Rynek nigdy nie porusza się jednokierunkowo i po każdym impulsie przychodzi korekta. Na GPW rozpoczęła się ona już w piątek i dzisiaj była kontynuowana. Nie przeszkodziło temu historyczne porozumienie OPEC z producentami ropy spoza kartelu, którzy po raz pierwszy od 2001 roku zgodzili się dobrowolnie obniżyć wydobycie o 558 tys. baryłek dziennie. Jeżeli dodamy do tego sugestię Arabii Saudyjskiej, głównego producenta, że może zdecydować się na większe ograniczenie niż to deklarowane w minionym tygodniu, to dziwić nie powinno dobre zachowanie ropy naftowej, która wyraźnie dzisiaj drożała.

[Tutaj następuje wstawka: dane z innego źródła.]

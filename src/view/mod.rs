//! TUI rendering and terminal management (impure shell)
//!
//! `TuiApp` owns the single `ViewState`. Keys, completed fetches and timer
//! ticks become `Action`s for the reducer; the effects it returns are run
//! here. Nothing else touches the state.

pub mod constants;
pub mod filter_bar;
pub mod help;
pub mod layout;
pub mod stats;
pub mod status_bar;
pub mod styles;
pub mod table;

pub use filter_bar::FilterBar;
pub use help::render_help_overlay;
pub use layout::{render_layout, FrameReport};
pub use stats::StatsPanel;
pub use styles::{ColorConfig, TableStyles};
pub use table::{RecordTable, TableWindow};

use crate::config::keybindings::KeyBindings;
use crate::model::{AppError, KeyAction};
use crate::source::PageFetcher;
use crate::state::{reduce, Action, Effect, ViewState};
use chrono::NaiveDate;
use constants::TICK_INTERVAL;
use crossterm::{
    event::{self, Event, KeyCode, KeyEvent, KeyEventKind, KeyModifiers},
    terminal::{disable_raw_mode, enable_raw_mode, EnterAlternateScreen, LeaveAlternateScreen},
    ExecutableCommand,
};
use ratatui::{backend::CrosstermBackend, Terminal};
use std::io::{self, Stdout};
use std::time::{Duration, Instant};
use tracing::debug;

/// Main TUI application
///
/// Generic over backend to support testing with TestBackend
pub struct TuiApp<B>
where
    B: ratatui::backend::Backend,
{
    terminal: Terminal<B>,
    state: ViewState,
    fetcher: PageFetcher,
    key_bindings: KeyBindings,
    styles: TableStyles,
}

impl TuiApp<CrosstermBackend<Stdout>> {
    /// Create and initialize a new TUI application
    ///
    /// Sets up terminal in raw mode with alternate screen
    pub fn new(
        state: ViewState,
        fetcher: PageFetcher,
        styles: TableStyles,
    ) -> Result<Self, AppError> {
        enable_raw_mode()?;
        let mut stdout = io::stdout();
        stdout.execute(EnterAlternateScreen)?;
        let terminal = Terminal::new(CrosstermBackend::new(stdout))?;

        Ok(Self::with_terminal(
            terminal,
            state,
            fetcher,
            KeyBindings::default(),
            styles,
        ))
    }

    /// Run the main event loop
    ///
    /// Returns when user quits (q or Ctrl+C). Wakes every `TICK_INTERVAL`
    /// without input to fold in finished fetches and due reveals.
    pub fn run(&mut self) -> Result<(), AppError> {
        self.start();
        self.draw()?;

        loop {
            if event::poll(TICK_INTERVAL)? {
                if let Event::Key(key) = event::read()? {
                    if self.handle_key(key) {
                        return Ok(());
                    }
                }
            }

            self.poll_fetches();
            self.tick();
            self.draw()?;
        }
    }
}

impl<B> TuiApp<B>
where
    B: ratatui::backend::Backend,
{
    /// Build an app around an existing terminal. No terminal modes are changed.
    pub fn with_terminal(
        terminal: Terminal<B>,
        state: ViewState,
        fetcher: PageFetcher,
        key_bindings: KeyBindings,
        styles: TableStyles,
    ) -> Self {
        Self {
            terminal,
            state,
            fetcher,
            key_bindings,
            styles,
        }
    }

    /// Current view state.
    pub fn state(&self) -> &ViewState {
        &self.state
    }

    /// Underlying terminal.
    pub fn terminal(&self) -> &Terminal<B> {
        &self.terminal
    }

    /// Issue the initial page fetch.
    pub fn start(&mut self) {
        self.dispatch(Action::Mount);
    }

    /// Run `action` through the reducer and execute its effects.
    pub fn dispatch(&mut self, action: Action) {
        let transition = reduce(self.state.clone(), action);
        self.state = transition.state;

        for effect in transition.effects {
            match effect {
                Effect::Fetch(ticket) => self.fetcher.request(ticket),
            }
        }
    }

    /// Fold in every fetch that has completed. Returns how many arrived.
    pub fn poll_fetches(&mut self) -> usize {
        let outcomes = self.fetcher.drain();
        let count = outcomes.len();
        for outcome in outcomes {
            self.dispatch(Action::FetchResolved(outcome));
        }
        count
    }

    /// Block up to `timeout` for one fetch to complete and fold it in.
    pub fn await_fetch(&mut self, timeout: Duration) -> bool {
        match self.fetcher.recv_timeout(timeout) {
            Some(outcome) => {
                self.dispatch(Action::FetchResolved(outcome));
                true
            }
            None => false,
        }
    }

    /// Advance time to the wall clock.
    pub fn tick(&mut self) {
        self.tick_at(Instant::now(), chrono::Local::now().date_naive());
    }

    /// Advance time to `now` and `today`.
    pub fn tick_at(&mut self, now: Instant, today: NaiveDate) {
        self.dispatch(Action::Tick { now, today });
    }

    /// Render the current frame and report sentinel visibility.
    pub fn draw(&mut self) -> Result<(), AppError> {
        self.draw_at(Instant::now())
    }

    /// Render the current frame, treating `now` as the time it was shown.
    pub fn draw_at(&mut self, now: Instant) -> Result<(), AppError> {
        let state = &self.state;
        let styles = &self.styles;
        let mut report = None;

        self.terminal.draw(|frame| {
            report = Some(render_layout(frame, state, styles));
        })?;

        if let Some(report) = report {
            self.dispatch(Action::SentinelVisibility {
                visible: report.sentinel_visible,
                now,
            });
        }
        Ok(())
    }

    /// Handle a single keyboard event
    ///
    /// Returns true if app should quit
    pub fn handle_key(&mut self, key: KeyEvent) -> bool {
        if key.kind != KeyEventKind::Press {
            return false;
        }

        // Ctrl+C always quits, even while editing search.
        if key.code == KeyCode::Char('c') && key.modifiers.contains(KeyModifiers::CONTROL) {
            self.shutdown();
            return true;
        }

        if self.state.help_visible && matches!(key.code, KeyCode::Esc | KeyCode::Char('?')) {
            self.dispatch(Action::ToggleHelp);
            return false;
        }

        if self.state.is_searching() {
            if let Some(action) = search_key_action(key) {
                self.dispatch(action);
            }
            return false;
        }

        // Shift is implied by the character itself ('?' vs '/').
        let modifiers = match key.code {
            KeyCode::Char(_) => key.modifiers.difference(KeyModifiers::SHIFT),
            _ => key.modifiers,
        };
        let lookup = KeyEvent::new(key.code, modifiers);

        let Some(key_action) = self.key_bindings.get(lookup) else {
            debug!(?key, "Unbound key");
            return false;
        };

        let action = match key_action {
            KeyAction::Quit => {
                self.shutdown();
                return true;
            }
            KeyAction::CursorDown => Action::CursorDown,
            KeyAction::CursorUp => Action::CursorUp,
            KeyAction::PrevPage => Action::PreviousPage,
            KeyAction::NextPage => Action::NextPage,
            KeyAction::StartSearch => Action::SearchStart,
            KeyAction::CycleStatusFilter => Action::CycleStatusFilter,
            KeyAction::CycleDateRange => Action::CycleDateRange,
            KeyAction::ClearFilters => Action::ClearFilters,
            KeyAction::SortBy(field) => Action::ToggleSort(field),
            KeyAction::AddSortBy(field) => Action::ToggleSortMulti(field),
            KeyAction::SetStatus(status) => Action::SetSelectedStatus(status),
            KeyAction::Help => Action::ToggleHelp,
        };
        self.dispatch(action);
        false
    }

    /// Cancel pending reveals and stop observing visibility.
    pub fn shutdown(&mut self) {
        self.dispatch(Action::Teardown);
    }
}

/// Map a key to a search-editing action while search has focus.
fn search_key_action(key: KeyEvent) -> Option<Action> {
    let control = key.modifiers.contains(KeyModifiers::CONTROL);
    match key.code {
        KeyCode::Char('u') if control => Some(Action::SearchClear),
        KeyCode::Char(_) if control || key.modifiers.contains(KeyModifiers::ALT) => None,
        KeyCode::Char(ch) => Some(Action::SearchChar(ch)),
        KeyCode::Backspace => Some(Action::SearchBackspace),
        KeyCode::Delete => Some(Action::SearchDelete),
        KeyCode::Left => Some(Action::SearchCursorLeft),
        KeyCode::Right => Some(Action::SearchCursorRight),
        KeyCode::Home => Some(Action::SearchHome),
        KeyCode::End => Some(Action::SearchEnd),
        KeyCode::Enter | KeyCode::Esc => Some(Action::SearchFinish),
        _ => None,
    }
}

/// Initialize and run the TUI application
///
/// Handles terminal setup, runs the event loop, and ensures cleanup on exit.
/// Logging must be initialized by the caller.
pub fn run_with_state(
    state: ViewState,
    fetcher: PageFetcher,
    styles: TableStyles,
) -> Result<(), AppError> {
    let mut app = TuiApp::new(state, fetcher, styles)?;

    let result = app.run();

    // Always restore terminal state
    restore_terminal()?;

    result
}

/// Restore terminal to normal state
fn restore_terminal() -> Result<(), AppError> {
    disable_raw_mode()?;
    io::stdout().execute(LeaveAlternateScreen)?;
    Ok(())
}

#[cfg(test)]
#[path = "app_tests.rs"]
mod tests;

W ślad za nią nieźle radziły sobie spółki paliwowo-surowcowe, czego dobrym przykładem na GPW był wzrost o ponad 4% akcji PGNiG. Pozostałe spółki radziły sobie już gorzej i podobnie było w całej Europie, gdzie po bardzo udanym minionym tygodniu dzisiaj również dominowały nastroje korekcyjne. Ostatecznie GPW wypadła jednak gorzej niż główne parkiety Eurolandu, gdyż WIG20 stracił 0,9%. Tym samym główny indeks wrócił do poziomów z połowy minionego tygodnia. Obroty nie były duże jak na standardy z ostatnich dni i na całym rynku nie przekroczyły 900 mln zł, podczas gdy na ostatnich dwóch sesjach minionego tygodnia były co najmniej dwa razy większe. Spadek może jeszcze potrwać, gdyż główne wydarzenie tego tygodnia niekoniecznie będzie dla GPW pomyśle. Chodzi o spodziewaną podwyżkę stóp procentowych za oceanem, która wydaje się już praktycznie przesądzona. Tym samym nie sam ruch amerykańskiego banku centralnego może być najważniejszy, ale sygnał dla inwestorów jaki będzie temu towarzyszył. Stopy można bowiem podnieść zarówno w sposób gołębi (podkreślając powolny wzrost kosztu pieniądza), jak i jastrzębi (sygnalizując rychłą serię kolejnych). Z punktu widzenia GPW, jak i całego spektrum rynków wschodzących, lepsza jest pierwsza opcja, gdyż nie będzie prowadzić do odpływu kapitału w kierunku USA, co poprzez siłę dolara szkodzi aktywom zlokalizowanym poza najważniejszym rynkiem kapitałowym na świecie.